Here’s what the movie gets right: a lot of the action that seemed inexplicable ends up having a great explanation. Like The Sixth Sense, the entire film (nearly) gets reinterpreted in flashbacks, and we are given the iconic moment of Holmes and his nemesis Moriarty (Jared Harris) going over Richenbacher Falls in a deathgrip.

So while fans of the traditional Holmes stories may prefer the excellent BBC series Sherlock as more in the Conan Doyle tradition of mystery-solving rather than action-heroism, I’m willing to accept the Guy Ritchie-directed franchise for what it is. It still treats the audience as intelligent observers who are one step behind a crime-solving genius who has little regard for social norms. Downey, Jr. and Jude Law (as Watson) have great snappy banter and this movie adds in the droll Stephen Fry as a bonus Holmes, Sherlock’s brother Mycroft.

Mission: Impossible: Ghost Protocol

I’m not the only one who found Ghost Protocol just okay. I’ve seen every film in the series, and I remember liking the last one, co-written and directed by J.J. Abrams, a little better. This one is a fitting sequel, and I like the idea of playing with the expectations the audience has about the backstory of Ethan Hunt (Tom Cruise), even I didn’t go for the payoff.

The action scenes are all aces. First, we have Sawyer from LOST (John Holloway) playing an Ethan-Hunt-like agent stealing some state secret. Next, a comical escape from a Russian prison. Then, there’s the breaking into the Kremlin. But the best is when the characters move to Dubai, for an extended sequence that involves scaling the tallest building in the world with special gloves, a sting operation and a foot-and-car chase inside a sandstorm.

I think director Brad Bird can add “accomplished action director” to “accomplished animation director” on his resume. My issues are with the some elements of the story, credited to Josh Appelbaum and André Nemec (t.v. showrunners of October Road and Happytown). Jeremy Renner’s character’s behavior makes little sense once you know his secret and the big action scene at the end can’t even come close to topping the Dubai sequence. The villain is under-developed and the coda at the end felt un-earned.

This could, of course, be because parts of the script were cut by Bird and the producers.
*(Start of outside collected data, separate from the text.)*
use anyhow::Result;
use clap::Parser;
use std::path::PathBuf;
use std::sync::Arc;

use rental_digest::config;
use rental_digest::db;
use rental_digest::mailer::PostmarkMailer;
use rental_digest::pipeline::{self, Deps, RunMode, RunReport};
use rental_digest::scheduler::RunLocks;
use rental_digest::shortlink::{ShortLinkClient, ShortLinker};

#[derive(Debug, Parser)]
#[command(about = "Trigger a digest run for one template. Without --yes this \
previews the digest (no mail, no history writes) and prints a summary.")]
struct Args {
    /// Path to YAML config file
    #[arg(long, default_value = "config.yaml")]
    config: PathBuf,

    /// Template id to run
    #[arg(long)]
    template: i64,

    /// Render only; never dispatch or write send history
    #[arg(long)]
    dry_run: bool,

    /// Include listings already recorded in the send history
    #[arg(long)]
    ignore_history: bool,

    /// Actually send. Without this flag a real run is downgraded to a preview.
    #[arg(long)]
    yes: bool,
}

#[tokio::main]
async fn main() -> Result<()> {
    tracing_subscriber::fmt()
        .with_env_filter(tracing_subscriber::EnvFilter::from_default_env())
        .with_target(false)
        .compact()
        .init();

    let args = Args::parse();
    let cfg = config::load(Some(&args.config))?;
    cfg.ensure_dirs()?;

    let database_url = std::env::var("DATABASE_URL")
        .unwrap_or_else(|_| format!("sqlite://{}/digest.db", cfg.app.data_dir));
    let pool = db::init_pool(&database_url).await?;
    db::run_migrations(&pool).await?;

    let mailer = PostmarkMailer::new(&cfg.mail.api_url, &cfg.mail.server_token, &cfg.mail.from)?;
    let shortlinker: Option<Arc<dyn ShortLinker>> = if cfg.shortlink.enabled {
        Some(Arc::new(ShortLinkClient::new(
            &cfg.shortlink.api_url,
            &cfg.shortlink.source_tag,
        )?))
    } else {
        None
    };

    let deps = Deps {
        locks: RunLocks::new(pool.clone()),
        pool,
        config: Arc::new(cfg),
        mailer: Arc::new(mailer),
        shortlinker,
    };

    // A real send requires explicit confirmation; everything else previews.
    let dry_run = args.dry_run || !args.yes;
    let report = pipeline::run(
        &deps,
        args.template,
        RunMode::manual(dry_run, args.ignore_history),
    )
    .await?;

    print_summary(&report);

    if report.dry_run {
        if args.dry_run {
            if let Some(rendered) = &report.rendered {
                println!("\n--- digest body (plain) ---\n{}", rendered.plain);
            }
        } else {
            println!("\nThis was a preview. Re-run with --yes to send.");
        }
    }

    if !report.success {
        std::process::exit(1);
    }
    Ok(())
}

fn print_summary(report: &RunReport) {
    let verdict = match (report.success, report.dry_run, report.dispatched) {
        (false, _, _) => "FAILED",
        (true, true, _) => "previewed",
        (true, false, true) => "sent",
        (true, false, false) => "skipped (empty digest)",
    };
    println!(
        "{} [{}] run {}: {}",
        report.template_name, report.template_id, report.run_id, verdict
    );
    if let Some(err) = &report.error {
        println!("  error: {}", err);
        return;
    }
    for (label, n) in &report.category_counts {
        println!("  {}: {} listing(s)", label, n);
    }
    for block in &report.collections {
        println!("  collection {}: {} listing(s)", block.label, block.count);
    }
    println!(
        "  {} listing(s) total, {} excluded as already sent",
        report.listing_count, report.excluded_count
    );
    println!("  {} recipient(s)", report.recipient_count);
    if let Some(rendered) = &report.rendered {
        println!(
            "  body: {} lines, {} chars",
            rendered.line_count(),
            rendered.char_count()
        );
    }
    println!("  took {} ms", report.duration_ms);
}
In any case, the box office numbers and Rotten Tomatoes score for the film would seem to validate the filmmakers’ instincts. They have certainly succeeded in delivering a Mission Impossible franchise film — I’m not disputing that. I was just hoping they might elevate it above the other films in the series.

For all its dull middle and story issues, I still preferred Game of Shadows to Ghost Protocol because it had a satisfying ending. My own personal preference, but there it is.